So in this case, she, in this situation, left early. She did leave early, that was the situation, the true situation. But the speaker in this case wants to explain that she, this person would not have, she would have changed this action if she had known this other person needed help. So perhaps, this a communication-related issue. So she, maybe would have stayed so that was the change in the action. She perhaps might have stayed if the "she" here knew this third party needed some help. So "wouldn't have," this means this person did leave, she did leave. So again, this is an unreal situation.
So, let's continue on to see another example of this then.
"We wouldn't have called the police if we hadn't thought the situation was dangerous."
Again, "we wouldn't" or "wouldna."
"We wouldn't have called the police if we hadn't thought the situation was dangerous."
Here, "we wouldn't have called the police." This means the speaker did call the police, the speaker did call the police. So we wouldn't have called the police means it's, or rather, it's attached here because the speaker is saying they thought the situation was dangerous. So "we would not have called the police," so in other words, we might not have or that would not have been our plan if we haven't thought the situation was dangerous. This is a past tense part too. This part is all in the past tense. So that means the speaker felt some past situation was dangerous and they're saying that's why we called the police. If we had not thought that situation was dangerous, we would not have called the police.
So this is kind of, it may seem to be a sort of confusing way to communicate this idea, but you may hear patterns like this from time to time to reinforce maybe someone's plan or someone's actions.
Okay, so, let's continue, with this mind then, let's continue on looking at how to use it for future unreal situations.
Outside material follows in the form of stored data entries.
use std::fmt;

/// Zero-based feature column index.
#[derive(
    Debug, Clone, Copy, PartialEq, Eq, PartialOrd, Ord, Hash,
    serde::Serialize, serde::Deserialize,
)]
pub struct FeatureIndex(usize);

impl FeatureIndex {
    pub(crate) fn new(index: usize) -> Self {
        Self(index)
    }

    /// Return the zero-based feature column index.
    #[must_use]
    pub fn index(self) -> usize {
        self.0
    }
}

impl fmt::Display for FeatureIndex {
    fn fmt(&self, f: &mut fmt::Formatter<'_>) -> fmt::Result {
        write!(f, "{}", self.0)
    }
}

/// Position of a node inside a tree's node arena.
#[derive(
    Debug, Clone, Copy, PartialEq, Eq, PartialOrd, Ord, Hash,
    serde::Serialize, serde::Deserialize,
)]
pub struct NodeIndex(usize);

impl NodeIndex {
    pub(crate) fn new(index: usize) -> Self {
        Self(index)
    }

    /// Return the zero-based arena index.
    #[must_use]
    pub fn index(self) -> usize {
        self.0
    }
}

/// Per-class sample counts for a binary node.
#[derive(Debug, Clone, Copy, Default, PartialEq, Eq)]
pub struct ClassCounts {
    /// Samples labelled `false`.
    pub negative: usize,
    /// Samples labelled `true`.
    pub positive: usize,
}

impl ClassCounts {
    /// Count the classes of the labels addressed by `indices`.
    #[must_use]
    pub fn tally(labels: &[bool], indices: &[usize]) -> Self {
        let positive = indices.iter().filter(|&&i| labels[i]).count();
        Self {
            negative: indices.len() - positive,
            positive,
        }
    }

    /// Total number of samples.
    #[must_use]
    pub fn total(self) -> usize {
        self.negative + self.positive
    }

    /// Fraction of samples in the positive class; 0.0 for an empty node.
    #[must_use]
    pub fn positive_fraction(self) -> f64 {
        match self.total() {
            0 => 0.0,
            n => self.positive as f64 / n as f64,
        }
    }

    /// Move one sample of the given class from `self` into `other`.
    pub(crate) fn transfer(&mut self, other: &mut Self, positive: bool) {
        if positive {
            self.positive -= 1;
            other.positive += 1;
        } else {
            self.negative -= 1;
            other.negative += 1;
        }
    }
}

/// Criterion-agnostic impurity value (Gini or Entropy).
#[derive(
    Debug, Clone, Copy, PartialEq, PartialOrd,
    serde::Serialize, serde::Deserialize,
)]
pub struct Impurity(f64);

impl Impurity {
    pub(crate) fn new(value: f64) -> Self {
        Self(value)
    }

    /// Return the raw impurity value.
    #[must_use]
    pub fn value(self) -> f64 {
        self.0
    }
}

impl fmt::Display for Impurity {
    fn fmt(&self, f: &mut fmt::Formatter<'_>) -> fmt::Result {
        write!(f, "{:.6}", self.0)
    }
}

/// A node in a decision tree arena.
///
/// Children are addressed by [`NodeIndex`], so a tree is a flat `Vec<Node>`
/// with the root at index 0.
#[derive(Debug, Clone, serde::Serialize, serde::Deserialize)]
pub enum Node {
    /// An interior split node.
    Split {
        /// Feature used for the split.
        feature: FeatureIndex,
        /// Samples with `feature <= threshold` go left.
        threshold: f64,
        /// Index of the left child node.
        left: NodeIndex,
        /// Index of the right child node.
        right: NodeIndex,
        /// Weighted decrease in impurity from this split.
        impurity_decrease: f64,
        /// Number of training samples that reached this node.
        n_samples: usize,
    },
    /// A terminal leaf node.
    Leaf {
        /// Fraction of training samples in this leaf that were positive.
        positive_fraction: f64,
        /// Impurity at this leaf.
        impurity: Impurity,
        /// Number of training samples in this leaf.
        n_samples: usize,
    },
}

impl Node {
    /// Return the number of training samples that reached this node.
    #[must_use]
    pub fn n_samples(&self) -> usize {
        match self {
            Node::Split { n_samples, .. } | Node::Leaf { n_samples, .. } => *n_samples,
        }
    }

    /// Return `true` if this node is a leaf.
    #[must_use]
    pub fn is_leaf(&self) -> bool {
        matches!(self, Node::Leaf { .. })
    }
}

#[cfg(test)]
mod tests {
    use super::*;

    #[test]
    fn tally_counts_only_addressed_samples() {
        let labels = [true, false, true, true, false];
        let counts = ClassCounts::tally(&labels, &[0, 1, 4]);
        assert_eq!(counts, ClassCounts { negative: 2, positive: 1 });
        assert_eq!(counts.total(), 3);
    }

    #[test]
    fn positive_fraction_of_empty_node_is_zero() {
        assert_eq!(ClassCounts::default().positive_fraction(), 0.0);
    }

    #[test]
    fn transfer_moves_one_sample() {
        let mut right = ClassCounts { negative: 2, positive: 2 };
        let mut left = ClassCounts::default();
        right.transfer(&mut left, true);
        assert_eq!(right, ClassCounts { negative: 2, positive: 1 });
        assert_eq!(left, ClassCounts { negative: 0, positive: 1 });
    }

    #[test]
    fn node_accessors() {
        let leaf = Node::Leaf {
            positive_fraction: 0.25,
            impurity: Impurity::new(0.375),
            n_samples: 4,
        };
        assert!(leaf.is_leaf());
        assert_eq!(leaf.n_samples(), 4);

        let split = Node::Split {
            feature: FeatureIndex::new(1),
            threshold: 0.5,
            left: NodeIndex::new(1),
            right: NodeIndex::new(2),
            impurity_decrease: 1.0,
            n_samples: 8,
        };
        assert!(!split.is_leaf());
        assert_eq!(split.n_samples(), 8);
    }

    #[test]
    fn impurity_display_six_decimals() {
        assert_eq!(Impurity::new(0.5).to_string(), "0.500000");
    }
}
When we use "would" for a future unreal situation, we're expressing like a potential, so it's something that could happen, there's a possibility, a potential action for an unreal situation in the future. So, a potential action or this can mean potentially no action. So, I'll explain with some examples here. Another point about this usage, we often or usually, I have here, use this in response to an "if" question, so if you were, if he were, for example, or we pair it with an "if" clause.
So, we saw this actually in this negative example sentences here. This is quite common when we're using it to talk about future unreal situations. So first, let's look at how to make this.
To make a positive statement, we use [subject] plus "would" plus [the present tense form of the verb]. So here, we see a key difference. When we're using the future form, we're not using "have." In the past, we use "have" and the past participle form of the verb. Here, we're using no "have," there's nothing here and the present tense form of the verb. When we make a negative sentence then, it's the same. We drop "have" and we're using the present tense, so there's no change to the verb here. In the negative form, we simply add "not."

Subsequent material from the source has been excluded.